The disastrous policy forced on the CCP by Stalin strangled the Chinese revolution and led to the deaths of hundreds of thousands of workers, peasants and communists. The Party was forced to engage in the ‘Long March’ from the south to northern China to escape the Kuomintang armies and renew its strength in the struggle against the Japanese imperialist invaders.

After World War 2, the CCP, led by Mao Zedong, learning the bitter lessons of the first Chinese Revolution rejected alliances with the nationalist bourgeoisie and built a mass movement throughout the country culminating in the revolution of 1949 which established the People’s Republic of China and expelled the Kuomintang to Taiwan.

It then sought to go directly to Communism with the collectivisation of the land and the complete expropriation of the bourgeoisie.

In the 1960s, Mao launched the cultural revolution against the right wing of the CP and mobilised millions of youth in the fight to prevent a swing to the right. Mao put Deng Xiaoping and Co into dunce’s caps and warned the youth that they wanted restoration.

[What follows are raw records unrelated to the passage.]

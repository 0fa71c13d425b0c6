//! CLI `today` command — show today's pinned articles, drawing them on first use.

use anyhow::Result;
use chrono::NaiveDate;
use indicatif::{ProgressBar, ProgressStyle};
use rusqlite::Connection;
use std::collections::HashSet;
use std::time::Duration;

use bioread::config::BioreadConfig;
use bioread::feeds::FeedPool;
use bioread::reading::{log, selection};

pub async fn today(config: &BioreadConfig, conn: &Connection, date: NaiveDate) -> Result<()> {
    let pool = FeedPool::new(&config.feeds)?;
    let mut rng = super::selection_rng(&config.selection, date);

    let spinner = if selection::selection_for(conn, date)?.is_some() {
        ProgressBar::hidden()
    } else {
        let pb = ProgressBar::new_spinner();
        pb.set_style(
            ProgressStyle::default_spinner()
                .template("  {spinner} {msg}")
                .expect("valid template"),
        );
        pb.set_message("Fetching today's articles...");
        pb.enable_steady_tick(Duration::from_millis(100));
        pb
    };

    let pinned =
        selection::todays_selection(conn, &pool, &mut rng, date, config.selection.size).await;
    spinner.finish_and_clear();
    let pinned = pinned?;

    println!("Today's reading ({date})");
    println!("{}", "=".repeat(40));

    if pinned.is_empty() {
        println!("No articles available today.");
        return Ok(());
    }

    let done: HashSet<String> = log::logs_on(conn, date)?
        .into_iter()
        .map(|entry| entry.title)
        .collect();

    for (i, item) in pinned.items.iter().enumerate() {
        let mark = if done.contains(&item.title) { "x" } else { " " };
        let published = item
            .published
            .map(|dt| dt.format("%Y-%m-%d").to_string())
            .unwrap_or_else(|| "Unknown".to_string());

        println!();
        println!("[{}] [{mark}] {}", i + 1, item.title);
        println!("    {} | published {published}", item.category);
        if !item.summary.is_empty() {
            println!("    {}", item.summary);
        }
        println!("    {}", item.link);
    }

    println!();
    println!("Finished one? Run `bioread done <number>`.");
    Ok(())
}
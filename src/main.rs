mod cli;

use anyhow::Result;
use clap::{Parser, Subcommand};
use rusqlite::Connection;
use std::path::PathBuf;
use tracing_subscriber::EnvFilter;

use bioread::config::BioreadConfig;
use bioread::{db, reading};

#[derive(Parser)]
#[command(name = "bioread", version, about = "Daily science reading tracker")]
struct Cli {
    /// Config file (defaults to ~/.bioread/config.toml)
    #[arg(long, global = true)]
    config: Option<PathBuf>,

    #[command(subcommand)]
    command: Command,
}

#[derive(Subcommand)]
enum Command {
    /// Show today's articles, drawing and pinning them on first use
    Today,
    /// Log a finished article
    Done {
        /// Article number from `bioread today`
        #[arg(conflicts_with = "title")]
        index: Option<usize>,
        /// Log an article by title instead of number
        #[arg(long)]
        title: Option<String>,
        /// Category for --title (defaults to the pinned article's category)
        #[arg(long, requires = "title")]
        category: Option<String>,
    },
    /// Manage the vocabulary notebook
    Vocab {
        #[command(subcommand)]
        action: VocabAction,
    },
    /// Show reading counts per day and overall
    Stats,
    /// Export all data as JSON to stdout
    Export,
    /// Check database health
    Doctor,
}

#[derive(Subcommand)]
enum VocabAction {
    /// Save a word and its meaning
    Add {
        word: String,
        meaning: String,
        /// Example sentence or note
        #[arg(long, default_value = "")]
        note: String,
    },
    /// List saved words, newest first
    List,
}

#[tokio::main]
async fn main() -> Result<()> {
    let cli = Cli::parse();

    let config = match &cli.config {
        Some(path) => BioreadConfig::load_from(path)?,
        None => BioreadConfig::load()?,
    };

    // Log to stderr so stdout stays clean for command output and exports.
    let filter = EnvFilter::try_new(&config.general.log_level)
        .unwrap_or_else(|_| EnvFilter::new("info"));
    tracing_subscriber::fmt()
        .with_env_filter(filter)
        .with_writer(std::io::stderr)
        .init();

    // Doctor inspects the file before anything opens (and possibly creates) it.
    let conn = match cli.command {
        Command::Doctor => return cli::doctor::doctor(&config),
        _ => db::open_database(config.resolved_db_path())?,
    };

    let result = run(cli.command, &config, &conn).await;

    db::close_database(conn)?;
    result
}

async fn run(command: Command, config: &BioreadConfig, conn: &Connection) -> Result<()> {
    let today = reading::today();

    match command {
        Command::Today => cli::today::today(config, conn, today).await,
        Command::Done {
            index,
            title,
            category,
        } => cli::done::done(conn, today, index, title.as_deref(), category.as_deref()),
        Command::Vocab { action } => match action {
            VocabAction::Add {
                word,
                meaning,
                note,
            } => cli::vocab::add(conn, today, &word, &meaning, &note),
            VocabAction::List => cli::vocab::list(conn),
        },
        Command::Stats => cli::stats::stats(conn),
        Command::Export => cli::export::export(conn),
        Command::Doctor => cli::doctor::doctor(config),
    }
}
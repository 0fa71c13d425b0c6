mod helpers;

use bioread::db;
use bioread::db::migrations::{get_schema_version, run_migrations, CURRENT_SCHEMA_VERSION};
use bioread::reading::log::{list_logs, log_completion, LogOutcome};
use bioread::reading::vocab::list_entries;
use helpers::day;
use tempfile::TempDir;

#[test]
fn fresh_db_migrates_to_current_version() {
    let conn = helpers::test_db();
    assert_eq!(get_schema_version(&conn).unwrap(), CURRENT_SCHEMA_VERSION);
}

#[test]
fn migrations_are_idempotent() {
    let conn = helpers::test_db();
    // Running again should be a no-op
    run_migrations(&conn).unwrap();
    assert_eq!(get_schema_version(&conn).unwrap(), CURRENT_SCHEMA_VERSION);
}

#[test]
fn legacy_database_is_adopted() {
    let tmp = TempDir::new().unwrap();
    let db_path = tmp.path().join("reading_log.db");

    // A database written before schema_meta existed, with a duplicated reading
    {
        let conn = rusqlite::Connection::open(&db_path).unwrap();
        conn.execute_batch(
            "CREATE TABLE logs (id INTEGER PRIMARY KEY AUTOINCREMENT, date DATE, title TEXT, category TEXT);
             CREATE TABLE vocabulary (id INTEGER PRIMARY KEY AUTOINCREMENT, date DATE, word TEXT, meaning TEXT, note TEXT);
             INSERT INTO logs (date, title, category) VALUES ('2024-01-05', 'Bird migration', 'Biology');
             INSERT INTO logs (date, title, category) VALUES ('2024-01-05', 'Bird migration', 'Biology');
             INSERT INTO logs (date, title, category) VALUES ('2024-01-06', 'Vaccine trial', 'Health');
             INSERT INTO vocabulary (date, word, meaning, note) VALUES ('2024-01-05', 'flyway', 'migration route', '');",
        )
        .unwrap();
    }

    let conn = db::open_database(&db_path).unwrap();
    assert_eq!(get_schema_version(&conn).unwrap(), CURRENT_SCHEMA_VERSION);

    let logs = list_logs(&conn).unwrap();
    assert_eq!(logs.len(), 2);
    assert_eq!(logs[0].title, "Bird migration");
    assert_eq!(logs[0].date, day(2024, 1, 5));

    let words = list_entries(&conn).unwrap();
    assert_eq!(words.len(), 1);
    assert_eq!(words[0].word, "flyway");

    // Dedup now holds for the adopted rows too
    assert_eq!(
        log_completion(&conn, day(2024, 1, 5), "Bird migration", "Biology").unwrap(),
        LogOutcome::AlreadyLogged
    );
}

#[test]
fn manual_v1_db_upgrades_correctly() {
    let conn = rusqlite::Connection::open_in_memory().unwrap();
    db::schema::init_schema(&conn).unwrap();

    // Verify it starts at v1
    assert_eq!(get_schema_version(&conn).unwrap(), 1);

    run_migrations(&conn).unwrap();

    assert_eq!(get_schema_version(&conn).unwrap(), CURRENT_SCHEMA_VERSION);
    let index_exists: bool = conn
        .query_row(
            "SELECT COUNT(*) > 0 FROM sqlite_master WHERE type = 'index' AND name = 'idx_logs_date_title'",
            [],
            |row| row.get(0),
        )
        .unwrap();
    assert!(index_exists);
}
use anyhow::Result;
use rusqlite::Connection;
use serde::Serialize;

use bioread::reading::types::{DailySelection, LogEntry, VocabEntry};
use bioread::reading::{log, selection, vocab};

/// Export format — every table in one document.
#[derive(Debug, Serialize)]
struct ExportData {
    exported_at: String,
    logs: Vec<LogEntry>,
    vocabulary: Vec<VocabEntry>,
    selections: Vec<DailySelection>,
}

/// Export the reading log, vocabulary and pinned selections as JSON to stdout.
pub fn export(conn: &Connection) -> Result<()> {
    let data = ExportData {
        exported_at: chrono::Utc::now().to_rfc3339(),
        logs: log::list_logs(conn)?,
        vocabulary: vocab::list_entries(conn)?,
        selections: selection::list_selections(conn)?,
    };

    let json = serde_json::to_string_pretty(&data)?;
    println!("{json}");

    eprintln!(
        "Exported {} readings, {} words and {} daily selections.",
        data.logs.len(),
        data.vocabulary.len(),
        data.selections.len()
    );

    Ok(())
}
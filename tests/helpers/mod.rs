#![allow(dead_code)]

use bioread::db;
use bioread::reading::types::CandidateItem;
use chrono::NaiveDate;
use rusqlite::Connection;

/// Open a fresh in-memory database with schema and migrations applied.
pub fn test_db() -> Connection {
    let conn = Connection::open_in_memory().unwrap();
    db::schema::init_schema(&conn).unwrap();
    db::migrations::run_migrations(&conn).unwrap();
    conn
}

/// A candidate article whose fields are all derived from `n`.
pub fn candidate(n: usize) -> CandidateItem {
    let category = ["Biology", "Health", "Science"][n % 3];
    CandidateItem {
        title: format!("Article {n}"),
        link: format!("https://www.example.com/news/{n}"),
        summary: format!("Findings from study number {n}."),
        category: category.to_string(),
        published: None,
    }
}

/// A pool of `size` distinct candidates.
pub fn candidate_pool(size: usize) -> Vec<CandidateItem> {
    (0..size).map(candidate).collect()
}

pub fn day(y: i32, m: u32, d: u32) -> NaiveDate {
    NaiveDate::from_ymd_opt(y, m, d).unwrap()
}
use anyhow::{anyhow, Context, Result};
use chrono::Utc;
use reqwest::Client;
use std::collections::HashSet;
use std::time::Duration;
use tracing::{debug, info, warn};

use super::{FeedSource, PoolSource};
use crate::config::FeedsConfig;
use crate::reading::types::CandidateItem;

/// Fetches the candidate pool from syndication feeds over HTTP.
pub struct FeedPool {
    client: Client,
    sources: Vec<FeedSource>,
    per_feed_limit: usize,
}

impl FeedPool {
    pub fn new(config: &FeedsConfig) -> Result<Self> {
        let client = Client::builder()
            .user_agent(config.user_agent.as_str())
            .timeout(Duration::from_secs(config.timeout_secs))
            .build()
            .context("failed to create HTTP client")?;

        Ok(Self {
            client,
            sources: config.sources.clone(),
            per_feed_limit: config.per_feed_limit,
        })
    }

    async fn fetch_source(&self, source: &FeedSource) -> Result<Vec<CandidateItem>> {
        let response = self
            .client
            .get(&source.url)
            .send()
            .await
            .with_context(|| format!("HTTP request failed for {}", source.url))?;

        anyhow::ensure!(
            response.status().is_success(),
            "feed returned HTTP {}",
            response.status()
        );

        let body = response.bytes().await.context("error reading response")?;
        parse_feed(&source.category, &body, self.per_feed_limit)
    }
}

impl PoolSource for FeedPool {
    async fn fetch_pool(&self) -> Vec<CandidateItem> {
        let mut pool = Vec::new();
        let mut seen_links = HashSet::new();

        for source in &self.sources {
            match self.fetch_source(source).await {
                Ok(items) => {
                    debug!(category = %source.category, items = items.len(), "feed fetched");
                    // The same story is often syndicated in several feeds; first feed wins.
                    for item in items {
                        if seen_links.insert(item.link.clone()) {
                            pool.push(item);
                        } else {
                            debug!(link = %item.link, "skipping duplicate article");
                        }
                    }
                }
                Err(e) => {
                    warn!(category = %source.category, url = %source.url, error = %format!("{e:#}"), "skipping feed");
                }
            }
        }

        info!(items = pool.len(), sources = self.sources.len(), "candidate pool fetched");
        pool
    }
}

/// Parse an RSS/Atom document into at most `limit` candidate items, in feed order.
///
/// Entries without a link are skipped.
pub fn parse_feed(category: &str, content: &[u8], limit: usize) -> Result<Vec<CandidateItem>> {
    let feed = feed_rs::parser::parse(content).map_err(|e| anyhow!("failed to parse feed: {e}"))?;

    let items = feed
        .entries
        .into_iter()
        .filter_map(|entry| {
            let link = entry.links.first()?.href.clone();
            Some(CandidateItem {
                title: entry
                    .title
                    .map(|t| t.content.trim().to_string())
                    .unwrap_or_else(|| "Untitled".to_string()),
                link,
                summary: entry
                    .summary
                    .map(|s| s.content.trim().to_string())
                    .unwrap_or_default(),
                category: category.to_string(),
                published: entry.published.or(entry.updated).map(|dt| dt.with_timezone(&Utc)),
            })
        })
        .take(limit)
        .collect();

    Ok(items)
}
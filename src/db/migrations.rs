//! Forward-only schema migration framework.
//!
//! Tracks the schema version in `schema_meta` and runs sequential migrations
//! to bring the database up to [`CURRENT_SCHEMA_VERSION`].

use rusqlite::Connection;

/// The schema version that the current binary expects.
pub const CURRENT_SCHEMA_VERSION: u32 = 2;

/// Get the current schema version from the database.
pub fn get_schema_version(conn: &Connection) -> rusqlite::Result<u32> {
    conn.query_row(
        "SELECT value FROM schema_meta WHERE key = 'schema_version'",
        [],
        |row| {
            let val: String = row.get(0)?;
            Ok(val.parse::<u32>().unwrap_or(0))
        },
    )
}

/// Update the stored schema version.
fn update_schema_version(conn: &Connection, version: u32) -> rusqlite::Result<()> {
    conn.execute(
        "UPDATE schema_meta SET value = ?1 WHERE key = 'schema_version'",
        [version.to_string()],
    )?;
    Ok(())
}

/// Run any pending forward-only migrations. Each migration runs in a transaction.
pub fn run_migrations(conn: &Connection) -> rusqlite::Result<()> {
    let mut version = get_schema_version(conn)?;
    tracing::debug!(schema_version = version, target = CURRENT_SCHEMA_VERSION, "checking migrations");

    while version < CURRENT_SCHEMA_VERSION {
        let next = version + 1;
        tracing::info!(from = version, to = next, "running migration");

        let tx = conn.unchecked_transaction()?;
        match next {
            2 => migrate_v1_to_v2(&tx)?,
            _ => {
                tracing::error!(version = next, "unknown migration target");
                break;
            }
        }
        update_schema_version(&tx, next)?;
        tx.commit()?;

        version = next;
    }

    Ok(())
}

/// Migration v1 → v2: collapse duplicate `(date, title)` log rows, keeping the
/// earliest, then enforce one completion per title per day.
fn migrate_v1_to_v2(conn: &Connection) -> rusqlite::Result<()> {
    let removed = conn.execute(
        "DELETE FROM logs WHERE id NOT IN (SELECT MIN(id) FROM logs GROUP BY date, title)",
        [],
    )?;
    if removed > 0 {
        tracing::info!(removed, "dropped duplicate reading log rows");
    }
    conn.execute(
        "CREATE UNIQUE INDEX IF NOT EXISTS idx_logs_date_title ON logs(date, title)",
        [],
    )?;
    Ok(())
}
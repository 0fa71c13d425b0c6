//! Daily science reading tracker.
//!
//! bioread pins three science news articles per calendar day, keeps a log of
//! the ones you finish, and collects the words you look up along the way.
//! Everything lives in a single local SQLite file.
//!
//! | Table | Purpose | Invariant |
//! |-------|---------|-----------|
//! | `daily_selection` | Articles pinned for a date | Written once per date, never changed |
//! | `logs` | Completed readings | At most one row per `(date, title)` |
//! | `vocabulary` | Personal glossary | Append-only |
//!
//! # Modules
//!
//! - [`config`] — Configuration loading from TOML files and environment variables
//! - [`db`] — SQLite lifecycle, schema, migrations, and health checks
//! - [`feeds`] — Candidate pool sources (HTTP syndication feeds, static pools)
//! - [`reading`] — Daily selection, reading log, vocabulary, and statistics

pub mod config;
pub mod db;
pub mod feeds;
pub mod reading;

After Mao’s death in 1976, Deng once again emerged as a leader and led the way to a major right turn.

The ‘One country, two systems’ formulated by Deng and adopted by the Stalinist bureaucracy established ‘administrative regions’ such as Hong Kong and Macau with their own economic and administrative bureaucracy, where capitalism was not only allowed to develop, but encouraged as the way that China could be reunited, with the Red Army being the final arbitrator.

What we see now in Hong Kong is the Chinese bourgeoisie re-emerging and beginning its challenge to overthrow the workers’ state and lead the bourgeois elements that one country two social systems has encouraged.

The only way forward for Chinese workers is to play their part in the victory of the world socialist revolution by organising direct rule through workers soviets, expropriating the bourgeoisie all over China, and forming a section in China of the Fourth International.